[Start of section]

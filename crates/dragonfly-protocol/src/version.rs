//! Firmware version decoding.
//!
//! The `!seletek version#` reply carries one packed decimal number. Its digits
//! are read by place value:
//!
//! ```text
//!   v = O M J NN
//!       | | | +-- firmware minor   (v % 100)
//!       | | +---- firmware major   (v / 100 % 10)
//!       | +------ model            (v / 1000 % 10)
//!       +-------- operative mode   (v / 10000)
//! ```

use std::fmt;

use serde::Serialize;

use crate::error::{ProtocolError, ProtocolResult};

/// Model the client is written for. Other models are accepted with a warning.
pub const EXPECTED_MODEL: Model = Model::Dragonfly;

/// Controller run mode.
#[derive(Debug, Clone, Copy, PartialEq, Eq, Serialize)]
pub enum OperativeMode {
    /// Normal operation (code 0).
    Idle,
    /// Bootloader mode (code 1).
    Bootloader,
    /// Controller reports an error (code 2).
    Error,
    /// Code outside the known table.
    Unknown(u64),
}

impl OperativeMode {
    /// Map an operative code to a mode.
    pub fn from_code(code: u64) -> OperativeMode {
        match code {
            0 => OperativeMode::Idle,
            1 => OperativeMode::Bootloader,
            2 => OperativeMode::Error,
            other => OperativeMode::Unknown(other),
        }
    }

    /// Label used in the version summary. Idle has no label.
    pub fn label(&self) -> &'static str {
        match self {
            OperativeMode::Idle => "",
            OperativeMode::Bootloader => "Bootloader",
            OperativeMode::Error => "Error",
            OperativeMode::Unknown(_) => "Unknown",
        }
    }
}

/// Hardware variant of the Seletek controller family.
#[derive(Debug, Clone, Copy, PartialEq, Eq, Serialize)]
pub enum Model {
    /// Code 0, also used for any code outside the table.
    Error,
    /// Code 1.
    Seletek,
    /// Code 2.
    Armadillo,
    /// Code 3.
    Platypus,
    /// Code 4.
    Dragonfly,
}

impl Model {
    /// Map a model digit to a model, falling back to [`Model::Error`].
    pub fn from_code(code: u64) -> Model {
        match code {
            1 => Model::Seletek,
            2 => Model::Armadillo,
            3 => Model::Platypus,
            4 => Model::Dragonfly,
            _ => Model::Error,
        }
    }

    /// Get the model name.
    pub fn as_str(&self) -> &'static str {
        match self {
            Model::Error => "Error",
            Model::Seletek => "Seletek",
            Model::Armadillo => "Armadillo",
            Model::Platypus => "Platypus",
            Model::Dragonfly => "Dragonfly",
        }
    }
}

impl fmt::Display for Model {
    fn fmt(&self, f: &mut fmt::Formatter<'_>) -> fmt::Result {
        f.write_str(self.as_str())
    }
}

/// Decoded firmware identity.
#[derive(Debug, Clone, Copy, PartialEq, Eq, Serialize)]
pub struct VersionInfo {
    /// The packed number as received.
    pub raw: u64,
    /// Run mode.
    pub operative: OperativeMode,
    /// Hardware model.
    pub model: Model,
    /// Firmware major version (one digit).
    pub firmware_major: u8,
    /// Firmware minor version (two digits).
    pub firmware_minor: u8,
}

impl VersionInfo {
    /// Unpack a version number.
    pub fn from_number(raw: u64) -> VersionInfo {
        VersionInfo {
            raw,
            operative: OperativeMode::from_code(raw / 10_000),
            model: Model::from_code((raw / 1_000) % 10),
            firmware_major: ((raw / 100) % 10) as u8,
            firmware_minor: (raw % 100) as u8,
        }
    }

    /// Decode a version reply.
    ///
    /// Logs a warning when the model is not [`EXPECTED_MODEL`]; this does not
    /// affect the result.
    pub fn parse(response: &str) -> ProtocolResult<VersionInfo> {
        let info = VersionInfo::from_number(parse_version_number(response)?);
        if info.model != EXPECTED_MODEL {
            log::warn!(
                "Detected model is {} while {} model is expected",
                info.model,
                EXPECTED_MODEL
            );
        }
        Ok(info)
    }

    /// Get the human-readable summary, e.g. `Dragonfly fwv 1.5`.
    pub fn summary(&self) -> String {
        self.to_string()
    }
}

impl fmt::Display for VersionInfo {
    fn fmt(&self, f: &mut fmt::Formatter<'_>) -> fmt::Result {
        let label = self.operative.label();
        if !label.is_empty() {
            write!(f, "{} ", label)?;
        }
        write!(
            f,
            "{} fwv {}.{}",
            self.model, self.firmware_major, self.firmware_minor
        )
    }
}

/// Extract the first run of decimal digits in a reply.
pub fn parse_version_number(response: &str) -> ProtocolResult<u64> {
    let response = response.trim();
    let no_version = || ProtocolError::NoVersionInfo {
        response: response.to_string(),
    };

    let start = response
        .find(|c: char| c.is_ascii_digit())
        .ok_or_else(no_version)?;
    let digits = &response[start..];
    let end = digits
        .find(|c: char| !c.is_ascii_digit())
        .unwrap_or(digits.len());

    digits[..end].parse().map_err(|_| no_version())
}
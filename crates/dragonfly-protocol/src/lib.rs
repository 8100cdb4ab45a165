//! Dragonfly Dome Controller Protocol
//!
//! This crate provides types and utilities for talking to Lunatico Seletek
//! family controllers (the Dragonfly dome controller in particular) over their
//! ASCII-over-UDP interface. It performs no I/O; see `dragonfly-client` for the
//! socket side.
//!
//! # Protocol Overview
//!
//! Every exchange is one datagram each way:
//!
//! - **Commands** (host → device): ASCII text terminated with `#`
//! - **Responses** (device → host): ASCII text, trimmed of surrounding whitespace
//!
//! Replies have no formal grammar. The only structure the decoders rely on is
//! comma-separated fields, with the channel name after a `:` in the first field
//! and the state token in the last field.
//!
//! # Command Types
//!
//! - **Relay I/O commands** (`!relio ...`): relay and sensor queries, relay set/toggle
//! - **Controller commands** (`!seletek ...`): firmware version query
//!
//! # Example
//!
//! ```
//! use dragonfly_protocol::{decode_relay_record, Command, RelayState};
//!
//! let cmd = Command::SetRelay { relay: 3, state: RelayState::Closed };
//! assert_eq!(cmd.to_command_string(), "!relio rlset 2 3 1#");
//!
//! let relay = decode_relay_record("ch:Door,0,0,1,closed")?;
//! assert_eq!(relay.name, "Door");
//! assert!(relay.is_active);
//! # Ok::<(), dragonfly_protocol::ProtocolError>(())
//! ```

mod codec;
mod commands;
mod error;
mod responses;
mod version;

pub use codec::*;
pub use commands::*;
pub use error::*;
pub use responses::*;
pub use version::*;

[End of section]

WHAT TO DO: Your answer should be a single number: the count of lines in the records that contain "client".

RESPONSE AREA: 2